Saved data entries
Segment Open

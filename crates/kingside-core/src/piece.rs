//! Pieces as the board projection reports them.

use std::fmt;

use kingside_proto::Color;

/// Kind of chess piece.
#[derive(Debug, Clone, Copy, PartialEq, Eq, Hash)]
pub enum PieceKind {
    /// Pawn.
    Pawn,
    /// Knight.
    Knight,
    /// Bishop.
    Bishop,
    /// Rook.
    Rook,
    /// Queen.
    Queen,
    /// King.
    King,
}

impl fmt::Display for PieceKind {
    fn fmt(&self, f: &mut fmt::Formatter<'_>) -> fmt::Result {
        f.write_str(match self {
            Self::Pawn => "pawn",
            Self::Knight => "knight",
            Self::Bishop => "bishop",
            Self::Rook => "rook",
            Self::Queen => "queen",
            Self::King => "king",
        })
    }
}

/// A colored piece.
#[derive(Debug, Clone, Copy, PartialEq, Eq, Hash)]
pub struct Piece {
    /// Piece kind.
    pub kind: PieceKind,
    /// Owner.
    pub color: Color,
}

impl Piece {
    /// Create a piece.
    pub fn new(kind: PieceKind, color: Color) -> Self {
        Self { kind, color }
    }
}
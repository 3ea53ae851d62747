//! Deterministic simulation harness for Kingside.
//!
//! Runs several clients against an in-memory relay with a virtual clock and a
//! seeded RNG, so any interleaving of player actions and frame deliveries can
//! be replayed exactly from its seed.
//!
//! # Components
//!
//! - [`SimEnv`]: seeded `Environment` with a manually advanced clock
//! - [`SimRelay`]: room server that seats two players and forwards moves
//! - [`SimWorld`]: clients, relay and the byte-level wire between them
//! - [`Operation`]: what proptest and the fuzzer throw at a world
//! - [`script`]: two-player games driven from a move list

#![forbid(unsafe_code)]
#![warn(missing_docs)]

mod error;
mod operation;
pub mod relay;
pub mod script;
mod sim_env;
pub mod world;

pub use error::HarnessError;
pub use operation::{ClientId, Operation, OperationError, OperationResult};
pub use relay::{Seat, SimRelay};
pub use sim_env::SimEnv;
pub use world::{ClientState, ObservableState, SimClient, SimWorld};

Segment Closed
Segment Open

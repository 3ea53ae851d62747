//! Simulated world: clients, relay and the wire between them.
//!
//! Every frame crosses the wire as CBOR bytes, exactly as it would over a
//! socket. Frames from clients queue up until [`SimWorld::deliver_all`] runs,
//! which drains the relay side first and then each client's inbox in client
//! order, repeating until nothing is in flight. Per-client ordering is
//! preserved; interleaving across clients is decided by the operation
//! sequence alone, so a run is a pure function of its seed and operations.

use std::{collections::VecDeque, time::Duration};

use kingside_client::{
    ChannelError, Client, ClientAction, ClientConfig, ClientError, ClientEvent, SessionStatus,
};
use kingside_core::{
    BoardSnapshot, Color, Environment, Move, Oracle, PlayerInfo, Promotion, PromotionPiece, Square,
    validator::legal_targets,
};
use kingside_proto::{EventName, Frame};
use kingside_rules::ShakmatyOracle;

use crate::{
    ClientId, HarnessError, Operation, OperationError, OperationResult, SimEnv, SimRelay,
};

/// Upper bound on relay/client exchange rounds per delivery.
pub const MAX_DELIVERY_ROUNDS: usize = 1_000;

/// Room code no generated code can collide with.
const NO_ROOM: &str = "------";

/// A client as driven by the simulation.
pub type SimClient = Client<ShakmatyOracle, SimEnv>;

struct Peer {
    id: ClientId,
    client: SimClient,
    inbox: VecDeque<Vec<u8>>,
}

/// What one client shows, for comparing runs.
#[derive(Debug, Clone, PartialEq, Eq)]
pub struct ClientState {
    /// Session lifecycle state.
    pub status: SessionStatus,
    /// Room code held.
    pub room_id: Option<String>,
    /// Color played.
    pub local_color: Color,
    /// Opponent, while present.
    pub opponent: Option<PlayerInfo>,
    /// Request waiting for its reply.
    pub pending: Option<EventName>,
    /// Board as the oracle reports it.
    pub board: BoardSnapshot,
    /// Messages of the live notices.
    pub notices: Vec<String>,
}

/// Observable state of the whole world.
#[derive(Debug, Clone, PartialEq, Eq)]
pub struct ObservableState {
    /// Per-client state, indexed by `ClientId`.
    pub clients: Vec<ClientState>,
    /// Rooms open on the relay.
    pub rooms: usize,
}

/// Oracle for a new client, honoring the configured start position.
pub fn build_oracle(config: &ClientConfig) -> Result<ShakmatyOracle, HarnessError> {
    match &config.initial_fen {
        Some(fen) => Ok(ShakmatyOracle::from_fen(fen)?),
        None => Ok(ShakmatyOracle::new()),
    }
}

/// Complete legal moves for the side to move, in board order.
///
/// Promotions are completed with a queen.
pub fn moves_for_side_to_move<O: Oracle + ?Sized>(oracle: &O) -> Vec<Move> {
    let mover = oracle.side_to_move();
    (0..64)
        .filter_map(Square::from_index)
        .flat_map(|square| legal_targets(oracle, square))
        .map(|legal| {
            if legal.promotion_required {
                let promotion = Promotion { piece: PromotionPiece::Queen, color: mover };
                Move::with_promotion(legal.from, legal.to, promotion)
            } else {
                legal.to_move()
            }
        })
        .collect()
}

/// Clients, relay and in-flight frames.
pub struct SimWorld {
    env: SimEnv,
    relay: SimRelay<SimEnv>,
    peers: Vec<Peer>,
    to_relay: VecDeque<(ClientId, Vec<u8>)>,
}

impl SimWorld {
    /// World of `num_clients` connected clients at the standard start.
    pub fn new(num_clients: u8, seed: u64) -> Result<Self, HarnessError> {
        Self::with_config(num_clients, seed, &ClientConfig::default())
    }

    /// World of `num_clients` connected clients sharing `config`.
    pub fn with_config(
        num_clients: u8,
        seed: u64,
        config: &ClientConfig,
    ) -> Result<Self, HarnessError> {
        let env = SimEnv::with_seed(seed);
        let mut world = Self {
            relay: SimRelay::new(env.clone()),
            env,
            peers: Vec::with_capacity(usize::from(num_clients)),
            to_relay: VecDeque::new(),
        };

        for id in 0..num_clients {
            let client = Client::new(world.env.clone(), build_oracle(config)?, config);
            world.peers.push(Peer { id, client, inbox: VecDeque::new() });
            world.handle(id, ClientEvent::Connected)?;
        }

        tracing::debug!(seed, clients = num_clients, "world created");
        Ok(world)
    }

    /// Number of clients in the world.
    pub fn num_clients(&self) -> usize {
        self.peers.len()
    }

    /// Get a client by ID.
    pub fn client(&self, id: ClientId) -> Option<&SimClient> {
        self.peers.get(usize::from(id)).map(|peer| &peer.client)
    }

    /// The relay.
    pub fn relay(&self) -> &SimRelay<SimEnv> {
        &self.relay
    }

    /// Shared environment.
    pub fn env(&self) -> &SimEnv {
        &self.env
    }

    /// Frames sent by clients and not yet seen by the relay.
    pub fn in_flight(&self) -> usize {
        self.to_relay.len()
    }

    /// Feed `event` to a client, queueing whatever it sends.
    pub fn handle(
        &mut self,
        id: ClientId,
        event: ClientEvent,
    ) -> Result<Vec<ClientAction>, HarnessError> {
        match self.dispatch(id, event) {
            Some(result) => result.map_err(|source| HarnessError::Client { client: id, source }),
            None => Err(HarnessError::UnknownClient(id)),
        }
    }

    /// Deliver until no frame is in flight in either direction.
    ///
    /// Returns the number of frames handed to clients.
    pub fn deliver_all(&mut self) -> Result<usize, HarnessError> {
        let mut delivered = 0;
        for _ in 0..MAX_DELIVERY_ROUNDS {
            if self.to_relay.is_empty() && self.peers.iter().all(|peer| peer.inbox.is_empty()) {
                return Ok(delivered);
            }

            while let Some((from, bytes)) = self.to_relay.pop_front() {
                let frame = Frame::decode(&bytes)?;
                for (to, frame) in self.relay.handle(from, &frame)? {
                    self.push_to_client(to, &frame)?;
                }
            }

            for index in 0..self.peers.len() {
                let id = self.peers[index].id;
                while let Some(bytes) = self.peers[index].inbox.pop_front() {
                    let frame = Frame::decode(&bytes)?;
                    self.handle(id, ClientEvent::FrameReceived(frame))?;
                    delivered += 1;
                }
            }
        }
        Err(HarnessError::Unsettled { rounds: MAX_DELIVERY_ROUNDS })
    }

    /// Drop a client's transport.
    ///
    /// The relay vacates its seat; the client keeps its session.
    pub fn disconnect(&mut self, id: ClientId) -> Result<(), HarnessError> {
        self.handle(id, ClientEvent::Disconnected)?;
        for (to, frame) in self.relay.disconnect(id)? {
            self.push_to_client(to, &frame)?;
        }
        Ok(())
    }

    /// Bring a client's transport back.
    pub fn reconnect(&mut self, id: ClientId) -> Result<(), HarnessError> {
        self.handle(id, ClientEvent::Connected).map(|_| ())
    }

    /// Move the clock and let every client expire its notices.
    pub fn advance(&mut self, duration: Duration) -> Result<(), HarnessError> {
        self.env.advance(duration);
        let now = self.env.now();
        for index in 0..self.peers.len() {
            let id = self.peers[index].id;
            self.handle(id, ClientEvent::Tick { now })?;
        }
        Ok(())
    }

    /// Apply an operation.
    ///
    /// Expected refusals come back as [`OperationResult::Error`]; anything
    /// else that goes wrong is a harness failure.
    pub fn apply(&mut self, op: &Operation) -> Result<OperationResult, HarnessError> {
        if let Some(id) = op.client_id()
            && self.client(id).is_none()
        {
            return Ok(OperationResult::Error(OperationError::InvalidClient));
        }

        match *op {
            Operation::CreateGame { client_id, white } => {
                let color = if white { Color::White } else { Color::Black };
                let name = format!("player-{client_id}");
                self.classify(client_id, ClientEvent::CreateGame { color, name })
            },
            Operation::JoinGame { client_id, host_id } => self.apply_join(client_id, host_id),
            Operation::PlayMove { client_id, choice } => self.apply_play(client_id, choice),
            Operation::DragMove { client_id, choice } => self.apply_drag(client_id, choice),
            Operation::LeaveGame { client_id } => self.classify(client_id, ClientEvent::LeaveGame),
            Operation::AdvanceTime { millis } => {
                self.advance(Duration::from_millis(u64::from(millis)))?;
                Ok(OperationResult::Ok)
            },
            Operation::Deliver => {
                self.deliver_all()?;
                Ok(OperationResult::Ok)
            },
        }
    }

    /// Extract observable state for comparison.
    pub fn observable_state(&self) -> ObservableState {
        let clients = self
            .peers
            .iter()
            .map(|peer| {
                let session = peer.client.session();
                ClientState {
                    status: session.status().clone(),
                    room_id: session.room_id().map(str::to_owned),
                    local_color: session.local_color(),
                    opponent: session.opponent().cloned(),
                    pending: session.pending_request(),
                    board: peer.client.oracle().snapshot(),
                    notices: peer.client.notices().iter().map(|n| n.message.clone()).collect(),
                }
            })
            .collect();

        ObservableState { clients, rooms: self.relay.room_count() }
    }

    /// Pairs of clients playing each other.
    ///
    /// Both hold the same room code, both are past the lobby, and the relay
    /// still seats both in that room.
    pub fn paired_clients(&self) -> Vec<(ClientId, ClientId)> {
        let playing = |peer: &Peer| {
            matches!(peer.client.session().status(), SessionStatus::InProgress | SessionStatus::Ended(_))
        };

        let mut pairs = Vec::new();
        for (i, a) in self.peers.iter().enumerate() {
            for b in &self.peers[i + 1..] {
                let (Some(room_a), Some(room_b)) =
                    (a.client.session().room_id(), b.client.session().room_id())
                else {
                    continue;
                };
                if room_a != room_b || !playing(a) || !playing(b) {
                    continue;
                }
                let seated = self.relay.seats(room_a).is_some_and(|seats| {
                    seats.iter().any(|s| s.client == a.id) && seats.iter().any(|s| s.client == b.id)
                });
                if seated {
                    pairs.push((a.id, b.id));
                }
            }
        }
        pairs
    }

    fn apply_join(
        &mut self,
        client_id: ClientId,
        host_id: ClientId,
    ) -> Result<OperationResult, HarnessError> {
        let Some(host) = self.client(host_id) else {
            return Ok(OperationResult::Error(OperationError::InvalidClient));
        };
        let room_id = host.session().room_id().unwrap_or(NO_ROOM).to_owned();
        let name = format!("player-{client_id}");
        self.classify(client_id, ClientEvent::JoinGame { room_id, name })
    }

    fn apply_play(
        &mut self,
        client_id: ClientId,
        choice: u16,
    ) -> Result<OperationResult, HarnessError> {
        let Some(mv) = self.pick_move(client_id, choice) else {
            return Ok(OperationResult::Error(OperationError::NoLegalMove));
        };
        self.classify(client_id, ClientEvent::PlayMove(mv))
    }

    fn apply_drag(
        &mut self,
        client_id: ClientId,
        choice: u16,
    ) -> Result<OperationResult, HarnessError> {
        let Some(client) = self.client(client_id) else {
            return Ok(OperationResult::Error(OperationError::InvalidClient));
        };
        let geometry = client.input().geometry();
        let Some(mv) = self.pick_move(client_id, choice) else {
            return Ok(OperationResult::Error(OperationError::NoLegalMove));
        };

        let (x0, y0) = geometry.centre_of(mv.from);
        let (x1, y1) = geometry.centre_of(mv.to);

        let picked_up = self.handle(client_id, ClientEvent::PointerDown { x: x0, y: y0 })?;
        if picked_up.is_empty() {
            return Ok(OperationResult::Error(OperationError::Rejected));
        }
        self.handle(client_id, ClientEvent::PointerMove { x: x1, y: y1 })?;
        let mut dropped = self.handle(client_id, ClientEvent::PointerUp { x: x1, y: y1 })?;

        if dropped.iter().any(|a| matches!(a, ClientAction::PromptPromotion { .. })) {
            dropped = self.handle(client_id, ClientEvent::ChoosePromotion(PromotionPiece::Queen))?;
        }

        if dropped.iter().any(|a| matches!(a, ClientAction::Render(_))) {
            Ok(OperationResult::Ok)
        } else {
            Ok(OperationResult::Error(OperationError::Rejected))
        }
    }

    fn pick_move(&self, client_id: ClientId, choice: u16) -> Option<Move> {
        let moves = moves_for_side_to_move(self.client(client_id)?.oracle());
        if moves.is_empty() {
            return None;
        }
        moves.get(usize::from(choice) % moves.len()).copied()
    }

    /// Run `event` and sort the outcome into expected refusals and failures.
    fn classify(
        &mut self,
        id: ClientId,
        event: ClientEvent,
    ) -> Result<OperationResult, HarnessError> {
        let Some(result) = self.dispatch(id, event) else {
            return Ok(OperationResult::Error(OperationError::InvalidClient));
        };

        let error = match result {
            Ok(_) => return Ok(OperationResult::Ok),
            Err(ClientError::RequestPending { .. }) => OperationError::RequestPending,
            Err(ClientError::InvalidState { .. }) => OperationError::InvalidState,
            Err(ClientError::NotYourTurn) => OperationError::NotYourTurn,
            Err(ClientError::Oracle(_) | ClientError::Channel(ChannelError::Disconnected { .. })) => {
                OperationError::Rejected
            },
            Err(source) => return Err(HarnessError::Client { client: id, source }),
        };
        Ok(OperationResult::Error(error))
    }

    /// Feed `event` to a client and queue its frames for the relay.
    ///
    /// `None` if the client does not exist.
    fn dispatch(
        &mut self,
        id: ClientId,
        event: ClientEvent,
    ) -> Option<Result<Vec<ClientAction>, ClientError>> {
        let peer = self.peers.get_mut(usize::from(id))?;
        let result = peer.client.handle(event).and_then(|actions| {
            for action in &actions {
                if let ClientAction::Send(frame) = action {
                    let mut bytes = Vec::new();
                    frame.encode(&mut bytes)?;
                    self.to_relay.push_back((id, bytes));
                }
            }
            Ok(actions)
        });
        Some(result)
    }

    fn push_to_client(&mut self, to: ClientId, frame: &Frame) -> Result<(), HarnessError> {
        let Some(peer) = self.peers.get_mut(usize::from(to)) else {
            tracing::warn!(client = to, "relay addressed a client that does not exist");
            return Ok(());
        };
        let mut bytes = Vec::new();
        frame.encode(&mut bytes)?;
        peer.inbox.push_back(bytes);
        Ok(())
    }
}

Segment Closed

ACTION ITEM
Only the lines above starting at the line that holds "filename crates/kingside-core/src/piece.rs" and ending at the line that holds "pub fn new(kind: PieceKind, color: Color)" are to be repeated, exactly and in full.

REPLY
filename crates/kingside-core/src/piece.rs
//! Pieces as the board projection reports them.

use std::fmt;

use kingside_proto::Color;

/// Kind of chess piece.
#[derive(Debug, Clone, Copy, PartialEq, Eq, Hash)]
pub enum PieceKind {
    /// Pawn.
    Pawn,
    /// Knight.
    Knight,
    /// Bishop.
    Bishop,
    /// Rook.
    Rook,
    /// Queen.
    Queen,
    /// King.
    King,
}

impl fmt::Display for PieceKind {
    fn fmt(&self, f: &mut fmt::Formatter<'_>) -> fmt::Result {
        f.write_str(match self {
            Self::Pawn => "pawn",
            Self::Knight => "knight",
            Self::Bishop => "bishop",
            Self::Rook => "rook",
            Self::Queen => "queen",
            Self::King => "king",
        })
    }
}

/// A colored piece.
#[derive(Debug, Clone, Copy, PartialEq, Eq, Hash)]
pub struct Piece {
    /// Piece kind.
    pub kind: PieceKind,
    /// Owner.
    pub color: Color,
}

impl Piece {
    /// Create a piece.
    pub fn new(kind: PieceKind, color: Color) -> Self {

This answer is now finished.